Tuesday, January 15, 2008

Seeds for Afghanistan

Seeds for Afghanistan
By Jennifer Heath, with photography by Sheryl Shapiro

We're riding along the Shomali road north of Kabul, Afghanistan, with a van full of seeds and engineers.

This highway was once called "The Green Tunnel," there were so many trees lining it on both sides. In 1979, as Soviet tanks trudged toward Kabul, they knocked them down, every one, for fear of mujahidin snipers. This is farm country: vineyards and wheat and orchards or fruit trees for family use shading the fields from the hard arid summer sun. In the 1990s, the Taliban, mostly Pakistanis, with young fundamentalist-trained Afghans in tow, came up from the South to conquer Afghanistan and in the process ripped all the grapevines and small fruit trees out by the roots to send back to Peshawar. They burned the homes and villages nearest the Shomali road. We drive past stubs of scorched vines here and there that the Taliban missed, past ruins of mud-brick buildings that now look like rock formations in Moab.

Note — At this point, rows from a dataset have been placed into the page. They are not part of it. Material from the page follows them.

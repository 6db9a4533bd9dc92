//! Simulated PN5180 wired to the bridge through embedded-hal traits.
#![allow(dead_code)]

use std::cell::{Cell, RefCell};
use std::convert::Infallible;
use std::rc::Rc;

use embedded_hal::blocking::spi::{Transfer, Write};
use embedded_hal::digital::v2::{InputPin, OutputPin};
use embedded_hal::timer::CountDown;
use embedded_time::clock::Error;
use embedded_time::duration::Microseconds;
use embedded_time::fraction::Fraction;
use embedded_time::Instant;

use pico_nfc_bridge::delay::DelayTimer;
use pico_nfc_bridge::mailbox::Mailbox;
use pico_nfc_bridge::{Bridge, BridgeConfig, I2cSlave, Pn5180};

pub const TAG_UID: [u8; 8] = [0xE0, 0x04, 0x01, 0x50, 0x35, 0x2C, 0x0D, 0x7B];

pub struct SimTag {
    /// Display order.
    pub uid: [u8; 8],
    pub dsfid: u8,
    pub blocks: Vec<[u8; 4]>,
    /// Answer block reads with the ISO15693 error flag.
    pub refuse_reads: bool,
}

impl SimTag {
    pub fn icode() -> Self {
        Self {
            uid: TAG_UID,
            dsfid: 0x00,
            blocks: (0..28u8).map(|i| [i, i + 1, i + 2, i + 3]).collect(),
            refuse_reads: false,
        }
    }

    fn wire_uid(&self) -> Vec<u8> {
        self.uid.iter().rev().copied().collect()
    }
}

pub struct ChipState {
    pub product_version: [u8; 2],
    pub firmware_version: [u8; 2],
    pub eeprom_version: [u8; 2],
    pub tag: Option<SimTag>,
    pub busy_stuck: bool,
    pub rf_config: Option<(u8, u8)>,
    pub rf_on: bool,
    pub resets: usize,
    /// Every frame handed to SEND_DATA, without the command header.
    pub rf_frames: Vec<Vec<u8>>,
    /// SEND_DATA frames issued while the transceiver was not armed.
    pub unarmed_sends: usize,
    pub system_config: u32,
    /// Every delay the driver waited, in µs.
    pub delays_us: Vec<u32>,
    nss_low: bool,
    irq_rx: bool,
    rx: Vec<u8>,
    pending: Vec<u8>,
}

impl ChipState {
    fn new() -> Self {
        Self {
            product_version: [0x03, 0x05],
            firmware_version: [0x04, 0x00],
            eeprom_version: [0x0E, 0x00],
            tag: None,
            busy_stuck: false,
            rf_config: None,
            rf_on: false,
            resets: 0,
            rf_frames: Vec::new(),
            unarmed_sends: 0,
            system_config: 0,
            delays_us: Vec::new(),
            nss_low: false,
            irq_rx: false,
            rx: Vec::new(),
            pending: Vec::new(),
        }
    }

    fn command(&mut self, frame: &[u8]) {
        assert!(self.nss_low, "SPI write outside an NSS frame");
        match frame[0] {
            0x00..=0x02 => {
                let value = u32::from_le_bytes([frame[2], frame[3], frame[4], frame[5]]);
                match (frame[0], frame[1]) {
                    (0x00, 0x03) if value & 0x01 != 0 => self.irq_rx = false,
                    (0x00, 0x00) => self.system_config = value,
                    (0x01, 0x00) => self.system_config |= value,
                    (0x02, 0x00) => self.system_config &= value,
                    _ => {}
                }
            }
            0x04 => {
                let value: u32 = match frame[1] {
                    0x02 => self.irq_rx as u32,
                    0x13 => self.rx.len() as u32,
                    _ => 0,
                };
                self.pending = value.to_le_bytes().to_vec();
            }
            0x07 => {
                let version = match frame[1] {
                    0x10 => self.product_version,
                    0x12 => self.firmware_version,
                    0x14 => self.eeprom_version,
                    other => panic!("unexpected EEPROM address 0x{:02X}", other),
                };
                self.pending = version[..frame[2] as usize].to_vec();
            }
            0x09 => self.rf_exchange(&frame[2..]),
            0x0A => self.pending = self.rx.clone(),
            0x11 => self.rf_config = Some((frame[1], frame[2])),
            0x16 => self.rf_on = self.rf_config.is_some(),
            0x17 => self.rf_on = false,
            other => panic!("unexpected PN5180 command 0x{:02X}", other),
        }
    }

    fn rf_exchange(&mut self, request: &[u8]) {
        self.rf_frames.push(request.to_vec());
        self.rx.clear();
        // Transceive state, entered from Idle
        if self.system_config & 0x07 != 0x03 {
            self.unarmed_sends += 1;
            return;
        }
        self.system_config &= !0x07;
        if !self.rf_on {
            return;
        }
        let tag = match &self.tag {
            Some(tag) => tag,
            None => return,
        };

        match request {
            [0x26, 0x01, 0x00] => {
                self.rx.push(0x00);
                self.rx.push(tag.dsfid);
                self.rx.extend(tag.wire_uid());
            }
            [0x22, 0x20, rest @ ..] if rest.len() == 9 => {
                if rest[..8] != tag.wire_uid()[..] {
                    return;
                }
                match tag.blocks.get(rest[8] as usize) {
                    Some(data) if !tag.refuse_reads => {
                        self.rx.push(0x00);
                        self.rx.extend_from_slice(data);
                    }
                    _ => self.rx.extend_from_slice(&[0x01, 0x10]),
                }
            }
            _ => return,
        }
        self.irq_rx = true;
    }

    fn clock_in(&mut self, words: &mut [u8]) {
        assert!(self.nss_low, "SPI read outside an NSS frame");
        for (i, word) in words.iter_mut().enumerate() {
            *word = self.pending.get(i).copied().unwrap_or(0xFF);
        }
        self.pending.clear();
    }
}

#[derive(Clone)]
pub struct SimChip(pub Rc<RefCell<ChipState>>);

impl SimChip {
    pub fn new() -> Self {
        SimChip(Rc::new(RefCell::new(ChipState::new())))
    }

    pub fn with_tag() -> Self {
        let chip = Self::new();
        chip.state().tag = Some(SimTag::icode());
        chip
    }

    pub fn state(&self) -> std::cell::RefMut<'_, ChipState> {
        self.0.borrow_mut()
    }

    pub fn spi(&self) -> SimSpi {
        SimSpi(self.clone())
    }

    pub fn nss(&self) -> SimNss {
        SimNss(self.clone())
    }

    pub fn busy(&self) -> SimBusy {
        SimBusy(self.clone())
    }

    pub fn reset(&self) -> SimReset {
        SimReset(self.clone())
    }

    pub fn delay(&self) -> DelayTimer<SimTimer> {
        DelayTimer::new(SimTimer(self.clone()))
    }
}

pub struct SimSpi(SimChip);

impl Write<u8> for SimSpi {
    type Error = Infallible;

    fn write(&mut self, words: &[u8]) -> Result<(), Self::Error> {
        self.0.state().command(words);
        Ok(())
    }
}

impl Transfer<u8> for SimSpi {
    type Error = Infallible;

    fn transfer<'w>(&mut self, words: &'w mut [u8]) -> Result<&'w [u8], Self::Error> {
        self.0.state().clock_in(words);
        Ok(words)
    }
}

pub struct SimNss(SimChip);

impl OutputPin for SimNss {
    type Error = Infallible;

    fn set_low(&mut self) -> Result<(), Self::Error> {
        self.0.state().nss_low = true;
        Ok(())
    }

    fn set_high(&mut self) -> Result<(), Self::Error> {
        self.0.state().nss_low = false;
        Ok(())
    }
}

pub struct SimBusy(SimChip);

impl InputPin for SimBusy {
    type Error = Infallible;

    fn is_high(&self) -> Result<bool, Self::Error> {
        Ok(self.0.state().busy_stuck)
    }

    fn is_low(&self) -> Result<bool, Self::Error> {
        self.is_high().map(|busy| !busy)
    }
}

pub struct SimReset(SimChip);

impl OutputPin for SimReset {
    type Error = Infallible;

    fn set_low(&mut self) -> Result<(), Self::Error> {
        let mut state = self.0.state();
        state.resets += 1;
        state.rf_on = false;
        state.rf_config = None;
        state.irq_rx = false;
        state.system_config = 0;
        Ok(())
    }

    fn set_high(&mut self) -> Result<(), Self::Error> {
        Ok(())
    }
}

/// Hardware timer that expires immediately and logs what it was started
/// with.
pub struct SimTimer(SimChip);

impl CountDown for SimTimer {
    type Time = Microseconds<u32>;

    fn start<T>(&mut self, count: T)
        where T: Into<Self::Time>
    {
        self.0.state().delays_us.push(count.into().0);
    }

    fn wait(&mut self) -> nb::Result<(), void::Void> {
        Ok(())
    }
}

/// Millisecond clock that advances one tick per read.
#[derive(Default)]
pub struct TickClock {
    now: Cell<u32>,
}

impl embedded_time::Clock for TickClock {
    type T = u32;
    const SCALING_FACTOR: Fraction = Fraction::new(1, 1_000);

    fn try_now(&self) -> Result<Instant<Self>, Error> {
        let now = self.now.get();
        self.now.set(now.wrapping_add(1));
        Ok(Instant::new(now))
    }
}

pub type SimPn5180<'c> = Pn5180<'c, SimSpi, SimNss, SimBusy, SimReset, DelayTimer<SimTimer>, TickClock>;

/// Build the whole bridge around `chip`, boot it and hand both halves to
/// `test`.
pub fn with_bridge<T>(chip: &SimChip, test: impl FnOnce(&mut I2cSlave<'_>, &mut Bridge<'_, SimPn5180<'_>>) -> T) -> T {
    let clock = TickClock::default();
    let config = BridgeConfig::default();
    let pn5180 = Pn5180::new(chip.spi(), chip.nss(), chip.busy(), chip.reset(), chip.delay(), &clock, &config);

    let mut commands = Mailbox::new();
    let mut responses = Mailbox::new();
    let (cmd_tx, cmd_rx) = commands.split();
    let (resp_tx, resp_rx) = responses.split();

    let mut slave = I2cSlave::new(cmd_tx, resp_rx);
    let mut bridge = Bridge::new(pn5180, config, cmd_rx, resp_tx);
    bridge.start();

    test(&mut slave, &mut bridge)
}

/// One host write, one loop pass, one host read.
pub fn exchange(slave: &mut I2cSlave<'_>, bridge: &mut Bridge<'_, SimPn5180<'_>>, command: &[u8]) -> Vec<u8> {
    slave.on_receive(command).expect("command rejected");
    assert!(bridge.poll());
    read(slave)
}

pub fn read(slave: &mut I2cSlave<'_>) -> Vec<u8> {
    let mut buf = [0u8; 32];
    let len = slave.on_request(&mut buf);
    buf[..len].to_vec()
}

There are few trees left in Afghanistan. War combined with abject poverty contributed to an almost absolute deforestation throughout the country. The capital city of Kabul, the prize for all the brutal factions fighting across twenty-three years of war--once pristine, clean, full of glorious pines and spruce--is today a dusty landfill, a dump with tall empty dried trunks, few gardens, and none of the exquisite flowers that Afghans love. There's not a shrub left in what was once a magical, fragrant Land of Lilacs.

As if this weren't enough, Afghanistan has suffered a five-year drought and the famine that goes with it. War is a major cause of environmental destruction, worldwide. In post-war Afghanistan, the water is polluted, the climate changed by the constant heat of bombs and fire, and animals die or flee. It was a joy, and a surprise, just to see doves and magpies, to realize they had somehow survived.

I am an American who grew up in Afghanistan. I've been involved with that country's fate, one way and another, for decades. When the United States began bombing the Taliban and al-Qaida in Afghanistan after the tragedy of September 11, 2001, I saw, as did many Afghans, the opportunity at last for reconstruction. I am by profession a writer, and by passion, a gardener and environmentalist. So it was natural for me to think immediately of Seeds for Afghanistan. I put a call out through the internet, to friends and family by e-mail, made flyers and distributed them everywhere, and alerted the newspapers to my project. I asked only this: bring me seeds-- vegetables and flowers, anything that will grow in Zone 4, and I will see to it the Afghans receive them.

Of course, I had no idea how, in fact, I would get the seeds to Afghanistan, but as a believer in the "if you build it, they will come," theory of living, this seemed like the least of my worries.